LendingClub is one of the two main players in P2P lending (the other is Prosper), and is one of the few online alternative investment platforms that is also a publicly traded company.
Types of investments Lending Club offers
LendingClub is effectively (if not technically) a 2-sided marketplace, matching borrowers looking for personal loans up to $40,000 with investors willing to loan to them. All of the loans are divided into $25 fractional notes, so each loan is spread across dozens or hundreds of investors.
What do you get when investing with Lending Club?
Each loan made by LendingClub is graded from A-G (with A being the lowest risk and G being the highest risk). High-risk borrowers are charged higher interest rates (up to 30% or more), though they are in turn much more likely to default.
How does Lending Club make money?
LendingClub charges a 1% fee on the monthly payments collected from borrowers, though does not charge that fee if the payment is more than 15 days late. In the case of delinquent accounts, LendingClub charges up to 35% of the amount collected (or up to 30% of attorney’s costs).
Potential returns and cashflow
LendingClub advertises returns in the 4-6% range, a number that has been declining in recent years. In part because they’ve been around for several years, and in part because of the substantial disclosure requirements from the SEC, there is a wealth of historical data about note performance. Individual investor performance depends heavily on diversification as well as the particular mix of loan grades and other borrower factors.

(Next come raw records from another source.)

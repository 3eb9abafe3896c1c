use crate::candidate::encode_data_uri;
use crate::error::ClassifyError;
use crate::prediction::{ExampleSource, PredictionBackend};
use crate::workflow::{Effect, Event, Workflow};
use std::sync::Arc;
use tokio::sync::{broadcast, mpsc};
use tracing::instrument;

/// Posts events into a running [`Runtime`].
#[derive(Debug, Clone)]
pub struct EventSender(mpsc::UnboundedSender<Event>);

impl EventSender {
    /// Returns `false` once the runtime has stopped.
    pub fn send(&self, event: Event) -> bool {
        self.0.send(event).is_ok()
    }
}

#[derive(Clone)]
struct Ports {
    backend: Arc<dyn PredictionBackend>,
    examples: Arc<dyn ExampleSource>,
}

/// Single event loop owning the [`Workflow`].
///
/// Events are applied one at a time; effects run as spawned tasks that each
/// post exactly one completion event back into the loop.
pub struct Runtime {
    workflow: Workflow,
    ports: Ports,
    sender: mpsc::UnboundedSender<Event>,
    receiver: mpsc::UnboundedReceiver<Event>,
}

impl Runtime {
    pub fn new(backend: Arc<dyn PredictionBackend>, examples: Arc<dyn ExampleSource>) -> Self {
        let (sender, receiver) = mpsc::unbounded_channel();
        Self {
            workflow: Workflow::new(),
            ports: Ports { backend, examples },
            sender,
            receiver,
        }
    }

    pub fn sender(&self) -> EventSender {
        EventSender(self.sender.clone())
    }

    /// Runs until `shutdown_rx` fires, calling `render` after every event.
    /// Returns the final workflow.
    pub async fn run<R>(
        mut self,
        mut render: R,
        mut shutdown_rx: broadcast::Receiver<()>,
    ) -> Workflow
    where
        R: FnMut(&Workflow),
    {
        render(&self.workflow);

        loop {
            tokio::select! {
                Some(event) = self.receiver.recv() => {
                    tracing::debug!("Handling event {:?}", event);
                    let effects = self.workflow.transition(event);
                    render(&self.workflow);
                    for effect in effects {
                        self.spawn_effect(effect);
                    }
                }
                _ = shutdown_rx.recv() => {
                    tracing::info!("Event loop received shutdown signal");
                    break;
                }
            }
        }

        self.workflow
    }

    fn spawn_effect(&self, effect: Effect) {
        tracing::debug!("Running effect {}", effect.to_display_string());
        let ports = self.ports.clone();
        let sender = self.sender.clone();
        tokio::spawn(async move {
            if let Some(event) = run_effect(effect, ports).await {
                if sender.send(event).is_err() {
                    tracing::debug!("Event loop closed before effect completed");
                }
            }
        });
    }
}

#[instrument(skip_all)]
async fn run_effect(effect: Effect, ports: Ports) -> Option<Event> {
    match effect {
        Effect::ResolvePreview {
            candidate,
            payload,
            mime_type,
        } => {
            match tokio::task::spawn_blocking(move || encode_data_uri(&mime_type, &payload)).await
            {
                Ok(source) => Some(Event::PreviewResolved { candidate, source }),
                Err(e) => {
                    tracing::error!(
                        "Preview decoding for candidate {} failed: {:?}",
                        candidate,
                        e
                    );
                    None
                }
            }
        }
        Effect::FetchExample { url, name } => {
            let result = ports.examples.fetch_example(&url, &name).await;
            Some(Event::ExampleFetched(result))
        }
        Effect::SubmitPrediction { ticket, candidate } => {
            // The request runs in its own task so that a panic still settles
            // the session.
            let backend = ports.backend.clone();
            let result = tokio::spawn(async move { backend.predict(&candidate).await })
                .await
                .unwrap_or_else(|e| {
                    Err(ClassifyError::Network(format!(
                        "prediction request aborted: {}",
                        e
                    )))
                });
            Some(Event::PredictionSettled { ticket, result })
        }
    }
}

#[cfg(test)]
mod tests {
    use super::*;
    use crate::candidate::{ImageCandidate, RawFile};
    use crate::prediction::PredictionResult;
    use crate::render::Status;
    use async_trait::async_trait;
    use std::collections::HashMap;
    use std::sync::atomic::{AtomicUsize, Ordering};
    use tokio::sync::Notify;

    struct GatedBackend {
        calls: AtomicUsize,
        gate: Notify,
    }

    #[async_trait]
    impl PredictionBackend for GatedBackend {
        async fn predict(
            &self,
            _candidate: &ImageCandidate,
        ) -> Result<PredictionResult, ClassifyError> {
            self.calls.fetch_add(1, Ordering::SeqCst);
            self.gate.notified().await;
            Ok(PredictionResult {
                top_label: "Cars".to_string(),
                top_confidence: 0.92,
                distribution: HashMap::from([("Cars".to_string(), 0.92)]),
            })
        }
    }

    struct PanickingBackend;

    #[async_trait]
    impl PredictionBackend for PanickingBackend {
        async fn predict(
            &self,
            _candidate: &ImageCandidate,
        ) -> Result<PredictionResult, ClassifyError> {
            panic!("backend exploded")
        }
    }

    struct NoExamples;

    #[async_trait]
    impl ExampleSource for NoExamples {
        async fn fetch_example(
            &self,
            url: &str,
            _name: &str,
        ) -> Result<RawFile, ClassifyError> {
            Err(ClassifyError::AcquisitionFetch(format!("{} returned HTTP 404", url)))
        }
    }

    fn start(
        backend: Arc<dyn PredictionBackend>,
    ) -> (
        EventSender,
        mpsc::UnboundedReceiver<crate::render::View>,
        broadcast::Sender<()>,
        tokio::task::JoinHandle<Workflow>,
    ) {
        let runtime = Runtime::new(backend, Arc::new(NoExamples));
        let sender = runtime.sender();
        let (views_tx, views_rx) = mpsc::unbounded_channel();
        let (shutdown_tx, shutdown_rx) = broadcast::channel(1);
        let handle = tokio::spawn(runtime.run(
            move |workflow: &Workflow| {
                let _ = views_tx.send(workflow.view());
            },
            shutdown_rx,
        ));
        (sender, views_rx, shutdown_tx, handle)
    }

    async fn wait_for<F>(views: &mut mpsc::UnboundedReceiver<crate::render::View>, predicate: F)
    where
        F: Fn(&crate::render::View) -> bool,
    {
        loop {
            let view = views.recv().await.expect("runtime stopped");
            if predicate(&view) {
                return;
            }
        }
    }

    #[tokio::test]
    async fn test_second_classify_while_submitting_sends_nothing() {
        let backend = Arc::new(GatedBackend {
            calls: AtomicUsize::new(0),
            gate: Notify::new(),
        });
        let (sender, mut views, shutdown_tx, handle) = start(backend.clone());

        sender.send(Event::FileSelected(RawFile::new("car.jpg", vec![1u8, 2, 3])));
        sender.send(Event::ClassifyRequested);
        sender.send(Event::ClassifyRequested);
        wait_for(&mut views, |v| v.status == Status::Analyzing).await;

        while backend.calls.load(Ordering::SeqCst) == 0 {
            tokio::task::yield_now().await;
        }
        sender.send(Event::ClassifyRequested);
        assert_eq!(backend.calls.load(Ordering::SeqCst), 1);

        backend.gate.notify_one();
        wait_for(&mut views, |v| matches!(v.status, Status::Done { .. })).await;
        assert_eq!(backend.calls.load(Ordering::SeqCst), 1);

        shutdown_tx.send(()).unwrap();
        let workflow = handle.await.unwrap();
        assert_eq!(workflow.state().name(), "Succeeded");
    }

    #[tokio::test]
    async fn test_preview_is_resolved() {
        let backend = Arc::new(GatedBackend {
            calls: AtomicUsize::new(0),
            gate: Notify::new(),
        });
        let (sender, mut views, shutdown_tx, handle) = start(backend);

        sender.send(Event::FileSelected(RawFile::with_mime_type(
            "car.png",
            "image/png",
            b"abc".to_vec(),
        )));
        wait_for(&mut views, |v| {
            v.candidate.as_ref().is_some_and(|c| c.preview_ready)
        })
        .await;

        shutdown_tx.send(()).unwrap();
        let workflow = handle.await.unwrap();
        assert_eq!(
            workflow.state().candidate().and_then(|c| c.displayable_source()),
            Some("data:image/png;base64,YWJj")
        );
    }

    #[tokio::test]
    async fn test_panicking_backend_still_settles() {
        let (sender, mut views, shutdown_tx, handle) = start(Arc::new(PanickingBackend));

        sender.send(Event::FileSelected(RawFile::new("car.jpg", vec![1u8])));
        sender.send(Event::ClassifyRequested);
        wait_for(&mut views, |v| matches!(v.status, Status::Error(_))).await;

        shutdown_tx.send(()).unwrap();
        let workflow = handle.await.unwrap();
        assert_eq!(workflow.state().name(), "Failed");
    }

    #[tokio::test]
    async fn test_failed_example_surfaces_notice() {
        let backend = Arc::new(GatedBackend {
            calls: AtomicUsize::new(0),
            gate: Notify::new(),
        });
        let (sender, mut views, shutdown_tx, handle) = start(backend);

        sender.send(Event::ExampleRequested {
            url: "http://assets/Cars.jpg".to_string(),
            name: "car-example.jpg".to_string(),
        });
        wait_for(&mut views, |v| v.notice.is_some()).await;

        shutdown_tx.send(()).unwrap();
        let workflow = handle.await.unwrap();
        assert_eq!(workflow.state().name(), "Idle");
    }
}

Payments are collected montly and deposited regularly into your LendingClub account, where they can optionally be automatically re-invested.

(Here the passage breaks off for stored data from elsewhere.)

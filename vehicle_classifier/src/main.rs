use tracing_subscriber::{layer::SubscriberExt, util::SubscriberInitExt};
use vehicle_classifier::{config, start_app};

#[tokio::main]
async fn main() -> anyhow::Result<()> {
    let config = config::get_configuration()?;
    let log_level = &format!("{},reqwest=info,hyper=info", config.log_level.as_str());

    tracing_subscriber::registry()
        .with(
            tracing_subscriber::EnvFilter::try_from_default_env()
                .unwrap_or_else(|_| log_level.into()),
        )
        .with(
            tracing_subscriber::fmt::layer()
                .json()
                .with_level(true)
                .with_writer(std::io::stderr),
        )
        .init();

    start_app(config).await?;

    Ok(())
}
use crate::candidate::{DropPayload, RawFile};
use crate::commands::{Command, HELP};
use crate::config::Config;
use crate::prediction::InferenceClient;
use crate::runtime::{EventSender, Runtime};
use crate::workflow::{Event, Workflow};

use std::sync::Arc;
use tokio::{
    io::{AsyncBufReadExt, BufReader},
    signal,
    sync::broadcast,
};

pub async fn start_app(config: Config) -> anyhow::Result<()> {
    let client = match InferenceClient::new(&config.backend) {
        Ok(client) => Arc::new(client),
        Err(e) => {
            tracing::error!("Failed to initialize inference client: {:?}", e);
            return Err(e.into());
        }
    };

    let runtime = Runtime::new(client.clone(), client.clone());
    let events = runtime.sender();

    let (shutdown_tx, _) = broadcast::channel(1);
    let runtime_handle = tokio::spawn(runtime.run(print_view, shutdown_tx.subscribe()));

    tracing::info!("Classifying against {}", config.backend.predict_url());
    println!("{}", HELP);

    tokio::select! {
        result = read_commands(&config, &client, &events) => result?,
        _ = shutdown_signal() => {
            tracing::info!("Shutdown signal received, starting graceful shutdown.");
        }
    }

    let _ = shutdown_tx.send(());
    let _ = runtime_handle.await;

    Ok(())
}

fn print_view(workflow: &Workflow) {
    println!("\n{}", workflow.view());
}

async fn read_commands(
    config: &Config,
    client: &Arc<InferenceClient>,
    events: &EventSender,
) -> anyhow::Result<()> {
    let mut lines = BufReader::new(tokio::io::stdin()).lines();

    while let Some(line) = lines.next_line().await? {
        if line.trim().is_empty() {
            continue;
        }
        match Command::try_from(line.as_str()) {
            Ok(Command::Quit) => break,
            Ok(command) => dispatch(command, config, client, events).await,
            Err(message) => println!("{}", message),
        }
    }

    Ok(())
}

async fn dispatch(
    command: Command,
    config: &Config,
    client: &Arc<InferenceClient>,
    events: &EventSender,
) {
    let event = match command {
        Command::Open(path) => match RawFile::from_path(&path).await {
            Ok(raw) => Event::FileSelected(raw),
            Err(e) => {
                println!("Could not read {}: {}", path.display(), e);
                return;
            }
        },
        Command::DragEnter => Event::DragEntered,
        Command::DragLeave => Event::DragLeft,
        Command::Drop(paths) => {
            let mut files = Vec::with_capacity(paths.len());
            for path in paths {
                match RawFile::from_path(&path).await {
                    Ok(raw) => files.push(raw),
                    Err(e) => tracing::warn!("Skipping dropped file {}: {}", path.display(), e),
                }
            }
            Event::FilesDropped(DropPayload::new(files))
        }
        Command::Example(name) => match config.example(&name) {
            Some(example) => Event::ExampleRequested {
                url: example.url.clone(),
                name: example.file_name.clone(),
            },
            None => {
                println!("{} is not a known example. Type `examples` for the list.", name);
                return;
            }
        },
        Command::Examples => {
            for example in &config.examples {
                println!("  {:<12} {}", example.name, example.url);
            }
            return;
        }
        Command::Classify => Event::ClassifyRequested,
        Command::Health => {
            // A hung backend must not block later commands.
            let client = client.clone();
            tokio::spawn(async move {
                match client.health().await {
                    Ok(status) => println!("Backend status: {}", status),
                    Err(e) => println!("Backend unreachable: {}", e),
                }
            });
            return;
        }
        Command::Help => {
            println!("{}", HELP);
            return;
        }
        Command::Quit => return,
    };

    if !events.send(event) {
        tracing::warn!("Event loop is not running, dropping command");
    }
}

async fn shutdown_signal() {
    let ctrl_c = async {
        if let Err(e) = signal::ctrl_c().await {
            tracing::error!("Failed to install Ctrl+C handler: {}", e);
            std::future::pending::<()>().await;
        }
    };

    let terminate = async {
        match signal::unix::signal(signal::unix::SignalKind::terminate()) {
            Ok(mut sig) => {
                sig.recv().await;
            }
            Err(e) => {
                tracing::error!("Failed to install signal handler: {}", e);
                std::future::pending::<()>().await;
            }
        }
    };

    tokio::select! {
        _ = ctrl_c => {},
        _ = terminate => {},
    }
}

#[cfg(test)]
mod tests {
    use super::*;
    use crate::config::{BackendConfig, LogLevel};
    use std::time::Duration;
    use tokio::net::TcpListener;

    #[tokio::test]
    async fn test_hung_health_check_does_not_block_commands() {
        // Accepts connections and never answers.
        let listener = TcpListener::bind("127.0.0.1:0").await.unwrap();
        let addr = listener.local_addr().unwrap();
        tokio::spawn(async move {
            let mut held = Vec::new();
            while let Ok((socket, _)) = listener.accept().await {
                held.push(socket);
            }
        });

        let config = Config {
            log_level: LogLevel::Info,
            backend: BackendConfig {
                base_url: format!("http://{}", addr),
                request_timeout_ms: None,
            },
            examples: vec![],
        };
        let client = Arc::new(InferenceClient::new(&config.backend).unwrap());
        let runtime = Runtime::new(client.clone(), client.clone());
        let events = runtime.sender();

        for command in [Command::Health, Command::Classify] {
            let dispatched = tokio::time::timeout(
                Duration::from_secs(1),
                dispatch(command, &config, &client, &events),
            )
            .await;
            assert!(dispatched.is_ok());
        }
    }
}
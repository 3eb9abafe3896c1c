use crate::candidate::{ImageCandidate, RawFile};
use crate::config::BackendConfig;
use crate::error::ClassifyError;
use async_trait::async_trait;
use reqwest::{header, multipart, Client};
use serde::Deserialize;
use std::collections::HashMap;
use tracing::instrument;

const UPLOAD_FIELD: &str = "file";

/// Outcome of a successful classification.
///
/// `distribution[top_label] == top_confidence` is expected but not enforced;
/// `top_label` is trusted as the backend's authoritative choice.
#[derive(Debug, Clone, PartialEq)]
pub struct PredictionResult {
    pub top_label: String,
    pub top_confidence: f64,
    pub distribution: HashMap<String, f64>,
}

#[derive(Debug, Deserialize)]
struct PredictionResponse {
    vehicle_type: String,
    confidence: f64,
    all_predictions: HashMap<String, f64>,
}

#[derive(Debug, Deserialize)]
struct ErrorResponse {
    detail: String,
}

impl TryFrom<PredictionResponse> for PredictionResult {
    type Error = ClassifyError;

    fn try_from(response: PredictionResponse) -> Result<Self, Self::Error> {
        let top_confidence = probability("confidence", response.confidence)?;
        let distribution = response
            .all_predictions
            .into_iter()
            .map(|(label, value)| probability(&label, value).map(|v| (label, v)))
            .collect::<Result<HashMap<_, _>, _>>()?;

        Ok(PredictionResult {
            top_label: response.vehicle_type,
            top_confidence,
            distribution,
        })
    }
}

/// Softmax output may overshoot [0, 1] by rounding noise.
const PROBABILITY_TOLERANCE: f64 = 1e-6;

/// Clamps `value` into [0, 1], rejecting anything beyond rounding noise.
fn probability(field: &str, value: f64) -> Result<f64, ClassifyError> {
    if (-PROBABILITY_TOLERANCE..=1.0 + PROBABILITY_TOLERANCE).contains(&value) {
        Ok(value.clamp(0.0, 1.0))
    } else {
        Err(ClassifyError::Decoding(format!(
            "{} is out of range: {}",
            field, value
        )))
    }
}

/// Decodes a 2xx body into a [`PredictionResult`].
pub fn decode_success(body: &[u8]) -> Result<PredictionResult, ClassifyError> {
    let response: PredictionResponse =
        serde_json::from_slice(body).map_err(|e| ClassifyError::Decoding(e.to_string()))?;
    response.try_into()
}

/// Builds the error for a non-2xx response, preferring the backend's `detail`.
pub fn decode_failure(status: u16, body: &[u8]) -> ClassifyError {
    match serde_json::from_slice::<ErrorResponse>(body) {
        Ok(ErrorResponse { detail }) if !detail.is_empty() => ClassifyError::Backend {
            status,
            message: detail,
        },
        _ => ClassifyError::from_status(status),
    }
}

#[async_trait]
pub trait PredictionBackend: Send + Sync + 'static {
    /// Issues exactly one request for `candidate` and awaits its response.
    async fn predict(&self, candidate: &ImageCandidate)
        -> Result<PredictionResult, ClassifyError>;
}

#[async_trait]
pub trait ExampleSource: Send + Sync + 'static {
    async fn fetch_example(&self, url: &str, name: &str) -> Result<RawFile, ClassifyError>;
}

/// HTTP client for the inference backend and the example asset host.
#[derive(Debug, Clone)]
pub struct InferenceClient {
    client: Client,
    predict_url: String,
    health_url: String,
}

impl InferenceClient {
    pub fn new(config: &BackendConfig) -> Result<Self, ClassifyError> {
        let mut builder = Client::builder();
        if let Some(timeout) = config.request_timeout() {
            builder = builder.timeout(timeout);
        }
        let client = builder.build()?;

        Ok(Self {
            client,
            predict_url: config.predict_url(),
            health_url: config.health_url(),
        })
    }

    /// Probes `GET {base_url}/health` and returns the reported status.
    #[instrument(skip(self))]
    pub async fn health(&self) -> Result<String, ClassifyError> {
        #[derive(Deserialize)]
        struct Health {
            status: String,
        }

        let response = self.client.get(&self.health_url).send().await?;
        let status = response.status();
        let body = response.bytes().await?;
        if !status.is_success() {
            return Err(decode_failure(status.as_u16(), &body));
        }

        serde_json::from_slice::<Health>(&body)
            .map(|h| h.status)
            .map_err(|e| ClassifyError::Decoding(e.to_string()))
    }
}

#[async_trait]
impl PredictionBackend for InferenceClient {
    #[instrument(
        skip(self, candidate),
        fields(candidate_id = %candidate.id(), file = candidate.origin_filename())
    )]
    async fn predict(&self, candidate: &ImageCandidate) -> Result<PredictionResult, ClassifyError> {
        let form = multipart::Form::new().part(UPLOAD_FIELD, upload_part(candidate));

        let response = self
            .client
            .post(&self.predict_url)
            .multipart(form)
            .send()
            .await?;

        let status = response.status();
        let body = response.bytes().await?;
        tracing::debug!("Backend answered {} with {} bytes", status, body.len());

        if status.is_success() {
            decode_success(&body)
        } else {
            Err(decode_failure(status.as_u16(), &body))
        }
    }
}

#[async_trait]
impl ExampleSource for InferenceClient {
    #[instrument(skip(self))]
    async fn fetch_example(&self, url: &str, name: &str) -> Result<RawFile, ClassifyError> {
        let response = self
            .client
            .get(url)
            .send()
            .await
            .map_err(|e| ClassifyError::AcquisitionFetch(e.to_string()))?;

        let status = response.status();
        if !status.is_success() {
            return Err(ClassifyError::AcquisitionFetch(format!(
                "{} returned HTTP {}",
                url,
                status.as_u16()
            )));
        }

        let mime_type = content_type(response.headers());
        let bytes = response
            .bytes()
            .await
            .map_err(|e| ClassifyError::AcquisitionFetch(e.to_string()))?;

        Ok(match mime_type {
            Some(mime_type) => RawFile::with_mime_type(name, mime_type, bytes),
            None => RawFile::new(name, bytes),
        })
    }
}

fn content_type(headers: &header::HeaderMap) -> Option<String> {
    headers
        .get(header::CONTENT_TYPE)
        .and_then(|v| v.to_str().ok())
        .map(|v| v.split(';').next().unwrap_or(v).trim().to_string())
        .filter(|v| !v.is_empty() && v != "application/octet-stream")
}

fn upload_part(candidate: &ImageCandidate) -> multipart::Part {
    let part = || {
        multipart::Part::bytes(candidate.payload().to_vec())
            .file_name(candidate.origin_filename().to_string())
    };
    part().mime_str(candidate.mime_type()).unwrap_or_else(|_| part())
}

Breadth of offerings on Lending Club
LendingClub processes a large volume of loans, so there is usually a wide selection of available notes. In some cases there may not be notes available that meet your specific criteria, though the automated investing option will match you with a note that meets your criteria when one becomes available.
In addition to several automated risk profiles, you can also manually set a note profile mix, or even individually pick loans to invest it.
There are also two 3rd-party firms that emerged to provide alternative (and they would argue more sophisticated) algorithms for selecting notes and managing investments across both LendingClub and Prosper. The firms, LendingRobot and NSR have recently merged, and like LendingClub have also been tuning their more recent offerings more toward institutional investors.
Regulatory framework and due diligence expectations
The regulatory framework for P2P lenders is quite distinct from the rest of the investment crowdfunding ecosystem. The borrower side of the equation is regulated via the Consumer Financial Protection Bureau and the Federal Trade Commission, while the lender/investor side is regulated by the SEC. As part of the process in place, each loan is registered and filed with the SEC to comply with securities regulations.
Once a borrower applies for a loan, the platform grades the loan quality and files a detailed disclosure with the SEC. The loan is then made available to prospective investors; once enough investors express interest, the loan is funded.
While LendingClub does perform a credit check, much of the application is information supplied by the borrower and not independently verified.